ABOUT THIS EXERCISE: Every line in the records below between the one holding "filename crates/capgate-cli/src/main.rs" and the one holding "API and health", inclusive, is to be set down exactly; all other lines are to be left out.

▼▼▼

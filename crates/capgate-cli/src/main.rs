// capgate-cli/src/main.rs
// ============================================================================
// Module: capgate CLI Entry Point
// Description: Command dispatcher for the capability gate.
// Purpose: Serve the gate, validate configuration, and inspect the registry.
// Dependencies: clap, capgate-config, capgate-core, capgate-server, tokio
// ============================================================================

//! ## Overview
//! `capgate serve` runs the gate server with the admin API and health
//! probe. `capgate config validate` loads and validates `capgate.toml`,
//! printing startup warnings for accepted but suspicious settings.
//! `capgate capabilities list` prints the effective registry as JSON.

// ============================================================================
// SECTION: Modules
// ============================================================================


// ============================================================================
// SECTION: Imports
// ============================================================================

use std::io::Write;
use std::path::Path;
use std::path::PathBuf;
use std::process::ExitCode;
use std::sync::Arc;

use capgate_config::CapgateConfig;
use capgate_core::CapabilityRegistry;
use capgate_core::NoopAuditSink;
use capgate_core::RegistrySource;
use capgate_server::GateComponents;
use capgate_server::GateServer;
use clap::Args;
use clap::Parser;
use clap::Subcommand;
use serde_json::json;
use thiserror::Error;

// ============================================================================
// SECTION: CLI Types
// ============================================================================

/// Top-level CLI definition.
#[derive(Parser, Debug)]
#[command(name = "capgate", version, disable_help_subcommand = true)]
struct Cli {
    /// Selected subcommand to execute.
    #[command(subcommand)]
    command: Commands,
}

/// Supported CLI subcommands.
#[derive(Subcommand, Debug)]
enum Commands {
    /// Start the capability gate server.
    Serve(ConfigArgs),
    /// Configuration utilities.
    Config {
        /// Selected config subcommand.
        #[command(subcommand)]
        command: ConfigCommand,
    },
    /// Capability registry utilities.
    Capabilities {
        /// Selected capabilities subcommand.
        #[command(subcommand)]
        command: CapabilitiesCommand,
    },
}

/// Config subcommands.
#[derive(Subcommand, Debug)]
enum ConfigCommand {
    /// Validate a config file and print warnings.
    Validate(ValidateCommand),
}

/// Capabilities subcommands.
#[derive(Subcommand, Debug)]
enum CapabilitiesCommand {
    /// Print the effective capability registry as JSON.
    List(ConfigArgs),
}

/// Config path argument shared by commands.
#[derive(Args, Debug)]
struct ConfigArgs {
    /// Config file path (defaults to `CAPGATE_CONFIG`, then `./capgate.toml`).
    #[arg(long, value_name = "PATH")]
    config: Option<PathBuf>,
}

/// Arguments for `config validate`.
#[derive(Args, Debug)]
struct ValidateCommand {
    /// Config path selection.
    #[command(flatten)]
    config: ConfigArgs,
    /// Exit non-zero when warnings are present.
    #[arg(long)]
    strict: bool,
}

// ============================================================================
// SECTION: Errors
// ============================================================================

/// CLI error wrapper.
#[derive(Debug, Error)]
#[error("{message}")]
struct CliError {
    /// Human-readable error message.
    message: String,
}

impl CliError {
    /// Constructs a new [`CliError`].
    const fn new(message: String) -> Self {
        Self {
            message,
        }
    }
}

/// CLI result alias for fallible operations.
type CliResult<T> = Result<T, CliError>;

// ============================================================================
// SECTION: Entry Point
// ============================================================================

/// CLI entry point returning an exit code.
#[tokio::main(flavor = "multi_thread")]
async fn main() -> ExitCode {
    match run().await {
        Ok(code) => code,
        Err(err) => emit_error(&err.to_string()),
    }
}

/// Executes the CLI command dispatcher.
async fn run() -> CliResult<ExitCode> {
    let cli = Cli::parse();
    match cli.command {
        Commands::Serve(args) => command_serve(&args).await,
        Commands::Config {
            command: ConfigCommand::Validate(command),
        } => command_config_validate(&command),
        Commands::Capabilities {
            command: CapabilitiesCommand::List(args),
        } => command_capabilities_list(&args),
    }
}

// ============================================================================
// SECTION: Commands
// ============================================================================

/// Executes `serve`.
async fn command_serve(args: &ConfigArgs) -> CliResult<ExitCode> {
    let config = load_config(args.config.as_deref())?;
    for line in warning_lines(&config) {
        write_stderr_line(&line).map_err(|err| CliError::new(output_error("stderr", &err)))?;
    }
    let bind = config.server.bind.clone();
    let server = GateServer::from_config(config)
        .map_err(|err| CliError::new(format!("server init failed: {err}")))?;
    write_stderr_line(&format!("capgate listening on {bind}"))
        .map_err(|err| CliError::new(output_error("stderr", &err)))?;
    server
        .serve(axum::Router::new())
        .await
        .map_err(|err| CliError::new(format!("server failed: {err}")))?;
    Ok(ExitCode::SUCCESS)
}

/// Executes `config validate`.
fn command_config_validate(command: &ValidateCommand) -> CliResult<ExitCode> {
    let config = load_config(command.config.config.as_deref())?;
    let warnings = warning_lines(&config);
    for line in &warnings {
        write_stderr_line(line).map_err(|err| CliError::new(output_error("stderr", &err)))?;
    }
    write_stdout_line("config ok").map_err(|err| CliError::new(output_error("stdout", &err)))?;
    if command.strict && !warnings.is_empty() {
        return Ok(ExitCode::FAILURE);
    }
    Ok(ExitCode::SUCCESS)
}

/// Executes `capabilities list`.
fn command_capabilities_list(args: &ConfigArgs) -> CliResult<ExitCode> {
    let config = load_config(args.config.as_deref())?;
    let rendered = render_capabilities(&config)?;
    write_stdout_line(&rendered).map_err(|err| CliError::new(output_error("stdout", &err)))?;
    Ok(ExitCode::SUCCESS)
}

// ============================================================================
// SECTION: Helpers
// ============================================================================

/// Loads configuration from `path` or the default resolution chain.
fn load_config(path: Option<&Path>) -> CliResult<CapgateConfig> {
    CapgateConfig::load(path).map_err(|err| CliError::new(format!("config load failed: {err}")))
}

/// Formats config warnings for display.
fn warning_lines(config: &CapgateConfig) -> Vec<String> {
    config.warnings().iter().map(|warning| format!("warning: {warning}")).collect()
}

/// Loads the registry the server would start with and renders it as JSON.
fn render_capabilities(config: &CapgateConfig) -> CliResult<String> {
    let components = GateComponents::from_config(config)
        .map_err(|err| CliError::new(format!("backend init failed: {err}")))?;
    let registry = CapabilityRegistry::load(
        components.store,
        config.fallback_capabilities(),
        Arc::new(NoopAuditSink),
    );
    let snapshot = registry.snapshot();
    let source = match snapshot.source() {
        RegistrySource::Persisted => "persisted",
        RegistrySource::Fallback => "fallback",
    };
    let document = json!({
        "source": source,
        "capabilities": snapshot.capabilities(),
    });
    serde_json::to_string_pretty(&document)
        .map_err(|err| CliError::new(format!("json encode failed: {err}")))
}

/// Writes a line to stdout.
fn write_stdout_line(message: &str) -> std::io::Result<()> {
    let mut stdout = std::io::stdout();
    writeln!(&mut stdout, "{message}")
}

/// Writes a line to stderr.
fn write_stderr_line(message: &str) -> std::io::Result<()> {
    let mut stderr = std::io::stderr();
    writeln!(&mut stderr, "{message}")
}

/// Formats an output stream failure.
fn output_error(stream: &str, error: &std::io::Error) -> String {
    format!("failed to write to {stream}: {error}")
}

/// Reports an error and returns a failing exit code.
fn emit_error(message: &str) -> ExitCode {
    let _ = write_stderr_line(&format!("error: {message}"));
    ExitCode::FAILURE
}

▲▲▲
▼▼▼

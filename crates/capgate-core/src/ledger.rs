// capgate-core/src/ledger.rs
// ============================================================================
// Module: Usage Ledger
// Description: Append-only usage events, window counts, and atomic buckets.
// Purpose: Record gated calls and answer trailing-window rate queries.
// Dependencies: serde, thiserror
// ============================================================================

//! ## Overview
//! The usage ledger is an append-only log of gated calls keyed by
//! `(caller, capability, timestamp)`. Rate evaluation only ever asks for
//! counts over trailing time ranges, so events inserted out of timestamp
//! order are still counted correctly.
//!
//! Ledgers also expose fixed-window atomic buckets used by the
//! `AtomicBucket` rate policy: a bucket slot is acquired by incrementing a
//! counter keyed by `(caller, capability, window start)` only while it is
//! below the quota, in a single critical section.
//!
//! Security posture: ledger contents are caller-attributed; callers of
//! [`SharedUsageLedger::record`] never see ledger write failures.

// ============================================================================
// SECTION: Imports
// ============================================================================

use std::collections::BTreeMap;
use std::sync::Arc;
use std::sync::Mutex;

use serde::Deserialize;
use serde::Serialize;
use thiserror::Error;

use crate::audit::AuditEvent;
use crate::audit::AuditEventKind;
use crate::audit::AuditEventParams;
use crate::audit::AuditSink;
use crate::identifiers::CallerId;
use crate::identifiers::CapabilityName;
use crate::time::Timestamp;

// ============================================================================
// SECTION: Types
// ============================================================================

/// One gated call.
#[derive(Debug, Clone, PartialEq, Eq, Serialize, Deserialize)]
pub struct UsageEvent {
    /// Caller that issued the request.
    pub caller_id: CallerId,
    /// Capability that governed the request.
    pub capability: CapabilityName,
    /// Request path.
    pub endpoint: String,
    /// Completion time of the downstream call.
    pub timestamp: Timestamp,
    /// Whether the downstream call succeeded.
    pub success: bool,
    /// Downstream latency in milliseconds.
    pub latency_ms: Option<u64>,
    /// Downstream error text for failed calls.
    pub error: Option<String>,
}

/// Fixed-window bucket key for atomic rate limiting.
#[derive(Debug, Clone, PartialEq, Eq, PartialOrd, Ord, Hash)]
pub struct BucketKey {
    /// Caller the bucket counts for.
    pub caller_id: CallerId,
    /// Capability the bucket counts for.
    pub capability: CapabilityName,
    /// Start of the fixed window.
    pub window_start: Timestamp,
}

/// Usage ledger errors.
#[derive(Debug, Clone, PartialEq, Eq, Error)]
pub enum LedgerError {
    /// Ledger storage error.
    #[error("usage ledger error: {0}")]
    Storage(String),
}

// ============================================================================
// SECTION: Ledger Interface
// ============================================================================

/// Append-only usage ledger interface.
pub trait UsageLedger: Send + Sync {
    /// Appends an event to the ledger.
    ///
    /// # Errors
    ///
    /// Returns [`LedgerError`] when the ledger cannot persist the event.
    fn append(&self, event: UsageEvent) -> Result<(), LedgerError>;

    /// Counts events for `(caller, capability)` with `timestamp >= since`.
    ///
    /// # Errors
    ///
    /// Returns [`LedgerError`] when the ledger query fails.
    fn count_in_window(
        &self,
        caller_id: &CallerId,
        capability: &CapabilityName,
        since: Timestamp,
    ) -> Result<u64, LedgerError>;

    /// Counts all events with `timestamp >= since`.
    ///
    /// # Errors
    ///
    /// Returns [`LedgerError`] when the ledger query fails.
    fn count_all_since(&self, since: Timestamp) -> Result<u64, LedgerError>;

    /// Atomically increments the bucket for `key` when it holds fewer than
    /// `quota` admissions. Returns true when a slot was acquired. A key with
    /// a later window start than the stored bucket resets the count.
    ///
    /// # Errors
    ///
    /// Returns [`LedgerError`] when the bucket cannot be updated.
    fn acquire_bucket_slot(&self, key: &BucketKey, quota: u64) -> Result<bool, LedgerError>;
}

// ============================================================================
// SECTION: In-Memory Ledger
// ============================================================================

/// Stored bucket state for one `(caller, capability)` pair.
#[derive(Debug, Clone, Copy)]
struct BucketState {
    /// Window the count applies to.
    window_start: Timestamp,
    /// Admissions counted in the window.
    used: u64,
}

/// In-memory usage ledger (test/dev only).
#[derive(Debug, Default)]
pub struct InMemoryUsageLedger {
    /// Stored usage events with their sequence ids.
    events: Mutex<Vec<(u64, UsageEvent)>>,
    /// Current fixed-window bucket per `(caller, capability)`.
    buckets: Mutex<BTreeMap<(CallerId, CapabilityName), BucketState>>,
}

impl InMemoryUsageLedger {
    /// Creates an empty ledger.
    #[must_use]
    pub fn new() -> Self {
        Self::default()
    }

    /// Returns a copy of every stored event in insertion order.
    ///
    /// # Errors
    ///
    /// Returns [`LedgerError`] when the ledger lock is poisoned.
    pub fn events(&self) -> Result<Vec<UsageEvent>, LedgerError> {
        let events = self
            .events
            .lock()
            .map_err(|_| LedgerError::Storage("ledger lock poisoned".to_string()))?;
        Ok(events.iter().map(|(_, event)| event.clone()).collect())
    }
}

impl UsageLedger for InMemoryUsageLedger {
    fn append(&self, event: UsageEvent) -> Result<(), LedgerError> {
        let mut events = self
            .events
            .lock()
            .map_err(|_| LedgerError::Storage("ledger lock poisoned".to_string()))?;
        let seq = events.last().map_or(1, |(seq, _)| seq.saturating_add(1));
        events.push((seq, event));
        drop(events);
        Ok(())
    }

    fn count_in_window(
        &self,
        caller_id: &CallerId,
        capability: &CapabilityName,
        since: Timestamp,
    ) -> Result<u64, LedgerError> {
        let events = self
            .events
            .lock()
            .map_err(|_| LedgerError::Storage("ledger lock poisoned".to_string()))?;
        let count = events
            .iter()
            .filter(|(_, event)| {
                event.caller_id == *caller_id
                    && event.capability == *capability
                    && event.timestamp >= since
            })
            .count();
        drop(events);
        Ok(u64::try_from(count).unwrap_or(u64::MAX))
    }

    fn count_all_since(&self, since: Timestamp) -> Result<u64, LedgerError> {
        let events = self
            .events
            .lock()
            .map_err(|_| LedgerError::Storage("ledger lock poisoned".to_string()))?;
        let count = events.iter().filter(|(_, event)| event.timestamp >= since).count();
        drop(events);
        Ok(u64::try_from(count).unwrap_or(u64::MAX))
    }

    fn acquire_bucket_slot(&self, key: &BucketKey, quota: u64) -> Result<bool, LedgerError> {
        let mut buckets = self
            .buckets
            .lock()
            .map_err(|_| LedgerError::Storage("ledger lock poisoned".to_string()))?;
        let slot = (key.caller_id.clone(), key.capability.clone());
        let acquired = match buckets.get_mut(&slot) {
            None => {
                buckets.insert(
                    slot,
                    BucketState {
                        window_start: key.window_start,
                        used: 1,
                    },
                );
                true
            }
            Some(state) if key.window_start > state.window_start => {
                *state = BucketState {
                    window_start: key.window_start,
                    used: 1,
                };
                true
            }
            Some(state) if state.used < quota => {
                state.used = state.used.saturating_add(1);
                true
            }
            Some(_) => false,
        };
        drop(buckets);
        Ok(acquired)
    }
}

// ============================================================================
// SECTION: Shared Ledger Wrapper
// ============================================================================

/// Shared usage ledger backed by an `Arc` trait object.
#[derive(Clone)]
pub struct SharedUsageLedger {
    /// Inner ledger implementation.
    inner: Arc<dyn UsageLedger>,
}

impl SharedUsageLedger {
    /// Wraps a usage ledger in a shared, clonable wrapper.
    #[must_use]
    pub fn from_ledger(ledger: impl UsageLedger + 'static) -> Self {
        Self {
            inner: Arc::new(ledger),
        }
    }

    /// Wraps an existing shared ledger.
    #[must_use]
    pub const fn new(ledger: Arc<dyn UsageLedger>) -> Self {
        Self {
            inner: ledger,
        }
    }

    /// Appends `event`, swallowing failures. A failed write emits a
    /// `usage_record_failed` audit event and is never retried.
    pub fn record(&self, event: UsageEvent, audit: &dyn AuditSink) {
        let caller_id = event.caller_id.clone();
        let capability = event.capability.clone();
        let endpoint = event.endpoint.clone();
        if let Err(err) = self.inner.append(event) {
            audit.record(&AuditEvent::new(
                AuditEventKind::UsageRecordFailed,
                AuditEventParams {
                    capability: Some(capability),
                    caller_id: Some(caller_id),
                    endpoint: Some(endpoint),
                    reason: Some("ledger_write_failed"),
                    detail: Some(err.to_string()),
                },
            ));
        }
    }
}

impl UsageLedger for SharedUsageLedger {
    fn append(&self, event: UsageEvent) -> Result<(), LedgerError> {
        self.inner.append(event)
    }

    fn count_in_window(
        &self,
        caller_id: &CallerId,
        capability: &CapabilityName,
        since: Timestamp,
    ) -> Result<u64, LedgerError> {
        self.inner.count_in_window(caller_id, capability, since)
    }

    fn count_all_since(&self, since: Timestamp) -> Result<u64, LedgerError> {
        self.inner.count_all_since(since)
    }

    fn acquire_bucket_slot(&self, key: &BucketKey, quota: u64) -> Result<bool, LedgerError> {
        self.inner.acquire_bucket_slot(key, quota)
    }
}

▲▲▲

WRITTEN SOLUTION:
filename crates/capgate-cli/src/main.rs
// capgate-cli/src/main.rs
// ============================================================================
// Module: capgate CLI Entry Point
// Description: Command dispatcher for the capability gate.
// Purpose: Serve the gate, validate configuration, and inspect the registry.
// Dependencies: clap, capgate-config, capgate-core, capgate-server, tokio
// ============================================================================

//! ## Overview
//! `capgate serve` runs the gate server with the admin API and health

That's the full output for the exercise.